Agriculture Minister Shoichi Nakagawa said. He added
that safety procedures must be properly examined, saying
"haste makes waste." The U.S. Senate is considering
legislation that contains a nonbinding call for trade
sanctions unless the imports are restarted by the end of
the summer.
Japan says it wants to ensure the facilities measure up
to Japanese food-safety guidelines amid fears of mad cow
disease, but some U.S. lawmakers accuse Japan of another
stall tactic after months of negotiations. Japan plans
to send three inspection teams the United States on
Saturday, but Health Ministry official Kenichi Watanabe
would not say what meat-processing facilities would be
their first stops. Each team will consist of three
officials from either the health and agriculture
ministries. The ban, first imposed in 2003 over concerns
that U.S. beef might be infected with mad cow disease,
was lifted at the end of last year. But in January,
Japan again halted imports of American beef after one
shipment was found to contain prohibited parts of cows
believed at risk of the disease.
At stake is a trading relationship that was worth $1.4
billion annually to the U.S. beef industry when Japan
banned American beef in response to the first U.S. case
of mad cow disease in 2003. Nakagawa said he and his
U.S. counterpart, U.S. Agriculture Secretary Mike
Johanns, "both realize there are still issues that must
be addressed" in the inspections. The one-month audit
will tour 35 meat-packing plants to ensure the facilities
comply with Japanese import regulations. Inspectors will
also review procedures at ranches, feedlots and mills.
Mad cow disease is formally known as bovine spongiform
encephalopathy, or BSE. In humans, eating meat
contaminated with BSE is linked to variant
Creutzfeldt-Jakob Disease, a rare and deadly nerve
disease.
A study of an epidemic caused by cannibalism indicates
the human form of mad-cow disease may incubate for more
than 50 years before developing into the fatal illness,
researchers said in a medical journal.
The findings suggest the eventual size of a variant
Creutzfeldt-Jacob disease epidemic may be much bigger
than previously thought, U.K. researchers including John
Collinge of the University College London wrote in this
week's The Lancet.
Bovine Spongiform Encephalopathy, or mad-cow disease, was
first found in the U.K. in 1986. Humans catch the
disease through meat from cattle that have eaten feed
mixed with ground-up parts of infected animals. About
160 U.K. residents have been diagnosed with the disease,
with cases also reported in the U.S. and Japan.

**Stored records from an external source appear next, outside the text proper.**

fn extract_definition(language: SourceLanguage, node: Node<'_>, source: &str) -> Option<Definition> {
    let name = definition_name(node)?;
    let parameters = match node.child_by_field_name("parameters") {
        Some(params) => parameter_names(language, params, source),
        // `x => x`: a single bare parameter
        None => node
            .child_by_field_name("parameter")
            .map(|param| vec![node_text(param, source).to_string()])
            .unwrap_or_default(),
    };
    Some(Definition {
        name: node_text(name, source).to_string(),
        kind: definition_kind(language, node, source),
        parameters,
        return_type: return_type(language, node, source),
        start_line: node.start_position().row + 1,
        end_line: node.end_position().row + 1,
        column: node.start_position().column,
        byte_range: node.byte_range(),
    })
}

/// Normalized callee text and the byte range to rewrite when replacing it.
pub(crate) fn callee_of(
    language: SourceLanguage,
    call: Node<'_>,
    source: &str,
) -> Option<(String, Range<usize>)> {
    match language {
        SourceLanguage::Java => {
            let name = call.child_by_field_name("name")?;
            match call.child_by_field_name("object") {
                Some(object) => {
                    let object_text: String = node_text(object, source)
                        .chars()
                        .filter(|c| !c.is_whitespace())
                        .collect();
                    Some((
                        format!("{object_text}.{}", node_text(name, source)),
                        object.start_byte()..name.end_byte(),
                    ))
                }
                None => Some((node_text(name, source).to_string(), name.byte_range())),
            }
        }
        _ => {
            let function = call.child_by_field_name("function")?;
            let text: String = node_text(function, source)
                .chars()
                .filter(|c| !c.is_whitespace())
                .collect();
            Some((text, function.byte_range()))
        }
    }
}

fn call_arguments(call: Node<'_>, source: &str) -> Vec<String> {
    let Some(arguments) = call.child_by_field_name("arguments") else {
        return Vec::new();
    };
    let mut cursor = arguments.walk();
    arguments
        .named_children(&mut cursor)
        .filter(|arg| arg.kind() != "comment")
        .map(|arg| node_text(arg, source).to_string())
        .collect()
}

// ---------------------------------------------------------------------------
// SourceModel
// ---------------------------------------------------------------------------

/// One parsed snapshot of source text plus its structural facts.
#[derive(Clone, Debug)]
pub struct SourceModel {
    language: SourceLanguage,
    source: String,
    tree: Tree,
    fingerprint: String,
    definitions: Vec<Definition>,
    output_calls: Vec<OutputCall>,
}

impl SourceModel {
    /// Parse `source` with the grammar of `language`.
    ///
    /// Fails with [`EvolveError::Parse`] when the tree contains any error or
    /// missing node.
    pub fn parse(language: SourceLanguage, source: impl Into<String>) -> EvolveResult<Self> {
        let source = source.into();
        let mut parser = new_parser(language)?;
        let tree = parser
            .parse(source.as_bytes(), None)
            .ok_or_else(|| EvolveError::parse(language.label(), "parser produced no tree", &source))?;

        let root = tree.root_node();
        if root.has_error() {
            let message = match first_error_node(root) {
                Some(node) => {
                    let pos = node.start_position();
                    format!(
                        "syntax error at line {}, column {}",
                        pos.row + 1,
                        pos.column + 1
                    )
                }
                None => "syntax error".to_string(),
            };
            return Err(EvolveError::parse(language.label(), message, &source));
        }

        let definition_kinds = language.definition_kinds();
        let call_kind = language.call_kind();
        let mut definitions = Vec::new();
        let mut output_calls = Vec::new();
        walk_preorder(root, |node| {
            let kind = node.kind();
            if definition_kinds.contains(&kind) {
                if let Some(def) = extract_definition(language, node, &source) {
                    definitions.push(def);
                }
            } else if kind == call_kind {
                if let Some((callee, callee_range)) = callee_of(language, node, &source) {
                    if language.is_output_callee(&callee) {
                        output_calls.push(OutputCall {
                            callee,
                            arguments: call_arguments(node, &source),
                            line: node.start_position().row + 1,
                            callee_range,
                        });
                    }
                }
            }
        });

        let fingerprint = fingerprint(language, &source);
        Ok(Self {
            language,
            source,
            tree,
            fingerprint,
            definitions,
            output_calls,
        })
    }

    pub fn language(&self) -> SourceLanguage {
        self.language
    }

    pub fn source(&self) -> &str {
        &self.source
    }

    pub fn fingerprint(&self) -> &str {
        &self.fingerprint
    }

    pub(crate) fn tree(&self) -> &Tree {
        &self.tree
    }

    /// Every definition at any nesting depth, in source order.
    pub fn find_definitions(&self) -> &[Definition] {
        &self.definitions
    }

    /// Every call to the print equivalent, in source order.
    pub fn find_unstructured_output_calls(&self) -> &[OutputCall] {
        &self.output_calls
    }

    /// First definition named `name`.
    pub fn definition(&self, name: &str) -> Option<&Definition> {
        self.definitions.iter().find(|d| d.name == name)
    }
}

#[cfg(test)]
mod tests {
    use super::*;

    const PY_SOURCE: &str = r#"
def test_function(a: int, b: int) -> int:
    """Adds numbers."""
    print(f"Calculating sum of {a} and {b}")
    return a + b
"#;

    #[test]
    fn test_python_definitions_and_prints() {
        let model = SourceModel::parse(SourceLanguage::Python, PY_SOURCE).unwrap();
        let defs = model.find_definitions();
        assert_eq!(defs.len(), 1);
        assert_eq!(defs[0].name, "test_function");
        assert_eq!(defs[0].parameters, vec!["a", "b"]);
        assert_eq!(defs[0].return_type.as_deref(), Some("int"));
        assert_eq!(defs[0].start_line, 2);
        assert_eq!(defs[0].kind, DefinitionKind::Function);

        let prints = model.find_unstructured_output_calls();
        assert_eq!(prints.len(), 1);
        assert_eq!(prints[0].callee, "print");
        assert_eq!(prints[0].line, 4);
        assert!(prints[0].arguments[0].contains("Calculating sum of {a} and {b}"));
    }

    #[test]
    fn test_python_nested_and_unannotated() {
        let source = "def outer(x, y=2, *args, **kwargs):\n    def inner(z):\n        print(z, print(x))\n    return inner\n";
        let model = SourceModel::parse(SourceLanguage::Python, source).unwrap();
        let names: Vec<&str> = model.find_definitions().iter().map(|d| d.name.as_str()).collect();
        assert_eq!(names, vec!["outer", "inner"]);
        assert_eq!(
            model.find_definitions()[0].parameters,
            vec!["x", "y", "*args", "**kwargs"]
        );
        assert!(model.find_definitions().iter().all(|d| !d.has_return_type()));
        // Outer print comes first, nested call second.
        let calls = model.find_unstructured_output_calls();
        assert_eq!(calls.len(), 2);
        assert_eq!(calls[0].arguments, vec!["z", "print(x)"]);
        assert_eq!(calls[1].arguments, vec!["x"]);
    }

    #[test]
    fn test_python_method_kind() {
        let source = "class Greeter:\n    def greet(self) -> str:\n        return 'hi'\n";
        let model = SourceModel::parse(SourceLanguage::Python, source).unwrap();
        assert_eq!(model.find_definitions()[0].kind, DefinitionKind::Method);
        assert_eq!(model.find_definitions()[0].parameters, vec!["self"]);
    }

    #[test]
    fn test_python_attribute_print_is_not_output() {
        let source = "def f():\n    logger.print('x')\n    pprint('y')\n";
        let model = SourceModel::parse(SourceLanguage::Python, source).unwrap();
        assert!(model.find_unstructured_output_calls().is_empty());
    }

    #[test]
    fn test_parse_error_reports_text() {
        let source = "def broken(:\n    return\n";
        match SourceModel::parse(SourceLanguage::Python, source) {
            Err(EvolveError::Parse { source_text, message, .. }) => {
                assert_eq!(source_text, source);
                assert!(message.contains("line"));
            }
            other => panic!("expected parse error, got {other:?}"),
        }
    }

    #[test]
    fn test_go_definitions() {
        let source = r#"package main

import "fmt"

func add(a int, b int) int {
	fmt.Println("adding", a, b)
	return a + b
}

func (g *Greeter) Greet(name string) {
	fmt.Printf("hi %s\n", name)
}
"#;
        let model = SourceModel::parse(SourceLanguage::Go, source).unwrap();
        let defs = model.find_definitions();
        assert_eq!(defs.len(), 2);
        assert_eq!(defs[0].name, "add");
        assert_eq!(defs[0].parameters, vec!["a", "b"]);
        assert_eq!(defs[0].return_type.as_deref(), Some("int"));
        assert_eq!(defs[1].kind, DefinitionKind::Method);
        assert!(!defs[1].has_return_type());
        let calls = model.find_unstructured_output_calls();
        assert_eq!(calls.len(), 2);
        assert_eq!(calls[0].callee, "fmt.Println");
        assert_eq!(calls[1].callee, "fmt.Printf");
    }

    #[test]
    fn test_typescript_definitions() {
        let source = "function add(a: number, b: number): number {\n  console.log(a);\n  return a + b;\n}\nfunction greet(name) {\n  return name;\n}\n";
        let model = SourceModel::parse(SourceLanguage::TypeScript, source).unwrap();
        let defs = model.find_definitions();
        assert_eq!(defs[0].return_type.as_deref(), Some("number"));
        assert_eq!(defs[0].parameters, vec!["a", "b"]);
        assert!(!defs[1].has_return_type());
        assert_eq!(model.find_unstructured_output_calls()[0].callee, "console.log");
    }

    #[test]
    fn test_typescript_constructor_kind() {
        let source = "class A {\n  constructor(x: number) {}\n  one(): number { return 1; }\n}\n";
        let model = SourceModel::parse(SourceLanguage::TypeScript, source).unwrap();
        let defs = model.find_definitions();
        assert_eq!(defs.len(), 2);
        assert_eq!(defs[0].name, "constructor");
        assert_eq!(defs[0].kind, DefinitionKind::Constructor);
        assert_eq!(defs[1].kind, DefinitionKind::Method);
    }

    #[test]
    fn test_typescript_function_values() {
        let source = "const double = (a) => a * 2;\nconst inc = x => x + 1;\nconst typed = function (a: number): number {\n  return a;\n};\nclass B {\n  handler = (e: string) => e;\n}\n[1, 2].map((n) => n);\n";
        let model = SourceModel::parse(SourceLanguage::TypeScript, source).unwrap();
        let defs = model.find_definitions();
        let names: Vec<&str> = defs.iter().map(|d| d.name.as_str()).collect();
        // The anonymous callback has no name and is not a definition.
        assert_eq!(names, vec!["double", "inc", "typed", "handler"]);
        assert_eq!(defs[0].parameters, vec!["a"]);
        assert_eq!(defs[1].parameters, vec!["x"]);
        assert!(!defs[0].has_return_type());
        assert_eq!(defs[2].return_type.as_deref(), Some("number"));
        assert_eq!(defs[3].kind, DefinitionKind::Method);
    }

    #[test]
    fn test_java_definitions() {
        let source = "class Calc {\n  Calc() {}\n  int add(int a, int b) {\n    System.out.println(a + b);\n    return a + b;\n  }\n}\n";
        let model = SourceModel::parse(SourceLanguage::Java, source).unwrap();
        let defs = model.find_definitions();
        assert_eq!(defs.len(), 2);
        assert_eq!(defs[0].kind, DefinitionKind::Constructor);
        assert!(!defs[0].has_return_type());
        assert_eq!(defs[1].return_type.as_deref(), Some("int"));
        let calls = model.find_unstructured_output_calls();
        assert_eq!(calls.len(), 1);
        assert_eq!(calls[0].callee, "System.out.println");
        assert_eq!(calls[0].arguments, vec!["a + b"]);
    }

    #[test]
    fn test_reparse_is_deterministic() {
        let first = SourceModel::parse(SourceLanguage::Python, PY_SOURCE).unwrap();
        let second = SourceModel::parse(SourceLanguage::Python, PY_SOURCE).unwrap();
        assert_eq!(first.find_definitions(), second.find_definitions());
        assert_eq!(
            first.find_unstructured_output_calls(),
            second.find_unstructured_output_calls()
        );
        assert_eq!(first.fingerprint(), second.fingerprint());
    }

    #[test]
    fn test_fingerprint_depends_on_language() {
        assert_ne!(
            fingerprint(SourceLanguage::Python, "x"),
            fingerprint(SourceLanguage::Go, "x")
        );
    }

    #[test]
    fn test_dedent_ignores_non_ascii_whitespace() {
        // U+3000 is whitespace but not indentation; slicing by its width
        // would land inside the character.
        let source = "    def greet(self):\n        \"\"\"Say hi.\n\u{3000}\u{3000}more text\n        \"\"\"\n";
        assert_eq!(dedent(source), source);

        let nested = "    def f():\n    \u{3000}x = 1\n";
        assert_eq!(dedent(nested), "def f():\n\u{3000}x = 1\n");
    }

    #[test]
    fn test_dedent() {
        let source = "    def f():\n        return 1\n\n";
        assert_eq!(dedent(source), "def f():\n    return 1\n\n");
        assert_eq!(dedent("x = 1\n"), "x = 1\n");
    }
}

"A human BSE epidemic may be multiphasic,'" Collinge
said in The Lancet. "Recent estimates of the size of
the variant Creutzfeldt-Jacob disease epidemic based on
uniform genetic susceptibility could be substantial
underestimations."
The disease is caused by abnormal prions, a type of
protein that damages the patient's central nervous
system. The prions unfold in the brain, creating vast
dead spots.
The researchers studied kuru, a disease caused by
cannibalism that reached epidemic proportions in some
areas of Papua New Guinea. The cannibalism, which was a
ritual mourning practice, was stopped by Australian
authorities in the 1950s. The researchers identified 11
patients with kuru and found that estimated incubations
periods were as long as 56 years and may have been seven
years longer.
The incubation period for BSE prions in humans may be
even longer because infection between species typically
takes longer than within species, the researchers wrote.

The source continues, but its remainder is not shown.